● **Directions**:
Your answer must be the lines of the entries below, exactly as written, from the first line through the line containing "if let Some(tree)".
· · ·
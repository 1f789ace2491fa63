//! # Projection
//!
//! Per-request shaping of response values through the `include` and `select`
//! query parameters.
//!
//! The include list is a flat set of dotted paths naming the includable
//! response fields the caller wants. The select tree is a nested map of
//! boolean switches masking a selectable field down to a subset of its keys.
//! Both are extracted from the validated query and applied during response
//! validation, never mutated afterwards.

use serde_json::{Map, Value};

use crate::schema::Schema;

/// Parsed include/select state for one request
#[derive(Debug, Clone, Default, PartialEq)]
pub struct Projection {
    include: Vec<String>,
    select: Option<Value>,
}

impl Projection {
    /// Build a projection from explicit parts
    #[must_use]
    pub const fn new(include: Vec<String>, select: Option<Value>) -> Self {
        Self { include, select }
    }

    /// Extract the projection from validated query parameters
    ///
    /// Scans the query schema for the parameter built with
    /// [`Schema::includes`] and the one built with [`Schema::selects`], then
    /// reads their validated values. Either may be absent; an absent include
    /// list keeps every includable field hidden.
    pub(crate) fn from_query(query_schema: Option<&Schema>, query: Option<&Value>) -> Self {
        let (Some(schema), Some(Value::Object(map))) = (query_schema, query) else {
            return Self::default();
        };
        let Some(fields) = schema.unwrap_to_object() else {
            return Self::default();
        };
        let mut projection = Self::default();
        for field in fields {
            let (core, meta) = field.schema().peel();
            if meta.include_param {
                if let Some(Value::Array(items)) = map.get(field.name()) {
                    projection.include = items
                        .iter()
                        .filter_map(|v| v.as_str().map(String::from))
                        .collect();
                }
            } else if matches!(core, Schema::Selection) {
                if let Some(tree) = map.get(field.name()) {
                    if tree.is_object() {
                        projection.select = Some(tree.clone());
                    }
                }
            }
        }
        projection
    }

    /// Whether a dotted response path is covered by the include list
    ///
    /// An entry covers the path when it names it exactly or names something
    /// beneath it, so including `"user.posts"` also exposes `"user"`. The
    /// reverse does not hold: including `"user"` says nothing about
    /// `"user.posts"`.
    #[must_use]
    pub fn is_included(&self, path: &str) -> bool {
        self.include.iter().any(|entry| {
            entry.as_str() == path
                || entry
                    .strip_prefix(path)
                    .is_some_and(|rest| rest.starts_with('.'))
        })
    }

    /// Include entries as parsed from the request
    #[must_use]
    pub fn include(&self) -> &[String] {
        &self.include
    }

    /// Raw select tree as parsed from the request
    #[must_use]
    pub fn select(&self) -> Option<&Value> {
        self.select.as_ref()
    }

    /// Include entries beneath `prefix`, with the prefix stripped
    ///
    /// Handlers forward these to whatever loads the related records: with
    /// include `["user", "user.posts"]`, `sub_paths("user")` is `["posts"]`.
    #[must_use]
    pub fn sub_paths(&self, prefix: &str) -> Vec<String> {
        self.include
            .iter()
            .filter_map(|entry| {
                entry
                    .strip_prefix(prefix)
                    .and_then(|rest| rest.strip_prefix('.'))
                    .map(String::from)
            })
            .collect()
    }

    /// Select sub-tree at a dotted location, when it has explicit children
    ///
    /// A boolean or missing entry yields `None`, which leaves the field
    /// unmasked.
    pub(crate) fn selection_at(&self, segs: &[String]) -> Option<&Map<String, Value>> {
        let mut node = self.select.as_ref()?.as_object()?;
        for seg in segs {
            node = node.get(seg)?.as_object()?;
        }
        Some(node)
    }
}

/// Mask a validated value down to the selected keys
///
/// Arrays are masked per element. Objects keep the keys whose selection entry
/// is truthy, either `true` or a nested tree. Scalars pass through untouched.
pub(crate) fn apply_mask(value: Value, node: &Map<String, Value>) -> Value {
    match value {
        Value::Array(items) => Value::Array(
            items
                .into_iter()
                .map(|item| apply_mask(item, node))
                .collect(),
        ),
        Value::Object(map) => Value::Object(
            map.into_iter()
                .filter(|(key, _)| node.get(key).is_some_and(truthy))
                .collect(),
        ),
        other => other,
    }
}

fn truthy(value: &Value) -> bool {
    matches!(value, Value::Bool(true) | Value::Object(_))
}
· · ·
● **Response area**:
repository 1f789ace2491fa63
//! # Projection
//!
//! Per-request shaping of response values through the `include` and `select`
//! query parameters.
//!
//! The include list is a flat set of dotted paths naming the includable
//! response fields the caller wants. The select tree is a nested map of
//! boolean switches masking a selectable field down to a subset of its keys.
//! Both are extracted from the validated query and applied during response
//! validation, never mutated afterwards.

use serde_json::{Map, Value};

use crate::schema::Schema;

/// Parsed include/select state for one request
#[derive(Debug, Clone, Default, PartialEq)]
pub struct Projection {
    include: Vec<String>,
    select: Option<Value>,
}

impl Projection {
    /// Build a projection from explicit parts
    #[must_use]
    pub const fn new(include: Vec<String>, select: Option<Value>) -> Self {
        Self { include, select }
    }

    /// Extract the projection from validated query parameters
    ///
    /// Scans the query schema for the parameter built with
    /// [`Schema::includes`] and the one built with [`Schema::selects`], then
    /// reads their validated values. Either may be absent; an absent include
    /// list keeps every includable field hidden.
    pub(crate) fn from_query(query_schema: Option<&Schema>, query: Option<&Value>) -> Self {
        let (Some(schema), Some(Value::Object(map))) = (query_schema, query) else {
            return Self::default();
        };
        let Some(fields) = schema.unwrap_to_object() else {
            return Self::default();
        };
        let mut projection = Self::default();
        for field in fields {
            let (core, meta) = field.schema().peel();
            if meta.include_param {
                if let Some(Value::Array(items)) = map.get(field.name()) {
                    projection.include = items
                        .iter()
                        .filter_map(|v| v.as_str().map(String::from))
                        .collect();
                }
            } else if matches!(core, Schema::Selection) {
                if let Some(tree) = map.get(field.name()) {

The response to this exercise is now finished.